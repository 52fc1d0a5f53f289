// Copyright (c) 2024-2026 Martin Schröder <info@swedishembedded.com>
//
// SPDX-License-Identifier: Apache-2.0

/// Replacement system prompt for the summary subconversation.  Scoped to
/// summary production so the model does not continue the task.
pub(crate) const SUMMARY_SYSTEM_PROMPT: &str = "\
You are a context compaction assistant for a software engineering agent. \
You will be shown a conversation between a user and the agent, including \
tool calls and their results. Produce a comprehensive summary that lets the \
agent continue the work in a fresh conversation. Preserve all technical \
details, decisions, file names, error messages, and unfinished items. Do \
not call tools and do not continue the task; reply with the summary only.";

/// The user-role request sent to the summary subconversation.
pub(crate) const SUMMARY_REQUEST: &str = "\
Summarize our conversation so far so that work can continue from the \
summary alone. Include: the task and its constraints, what has been done, \
key decisions and why, files touched, and what remains.";

/// Input-token count at which compaction triggers for a given context
/// window: `ceil(window × ratio)`.
pub fn compaction_threshold(context_window: u64, ratio: f64) -> u64 {
    (context_window as f64 * ratio).ceil() as u64
}

// ─── Unit tests ──────────────────────────────────────────────────────────────

#[cfg(test)]
mod tests {
    use super::*;

    #[test]
    fn threshold_is_ceiling_of_fraction() {
        assert_eq!(compaction_threshold(1000, 0.94), 940);
        assert_eq!(compaction_threshold(1001, 0.94), 941); // 940.94 rounds up
        assert_eq!(compaction_threshold(200_000, 0.94), 188_000);
    }

    #[test]
    fn threshold_at_full_ratio_equals_window() {
        assert_eq!(compaction_threshold(1234, 1.0), 1234);
    }
}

* **WHAT NEEDS TO BE DONE**
Could you write out, unchanged, the line with "key decisions and" and every line after it in the data above?

* **EXERCISE RESPONSE**
key decisions and why, files touched, and what remains.";

/// Input-token count at which compaction triggers for a given context
/// window: `ceil(window × ratio)`.
pub fn compaction_threshold(context_window: u64, ratio: f64) -> u64 {
    (context_window as f64 * ratio).ceil() as u64
}

// ─── Unit tests ──────────────────────────────────────────────────────────────

#[cfg(test)]
mod tests {
    use super::*;

    #[test]
    fn threshold_is_ceiling_of_fraction() {
        assert_eq!(compaction_threshold(1000, 0.94), 940);
        assert_eq!(compaction_threshold(1001, 0.94), 941); // 940.94 rounds up
        assert_eq!(compaction_threshold(200_000, 0.94), 188_000);
    }

    #[test]
    fn threshold_at_full_ratio_equals_window() {
        assert_eq!(compaction_threshold(1234, 1.0), 1234);
    }
}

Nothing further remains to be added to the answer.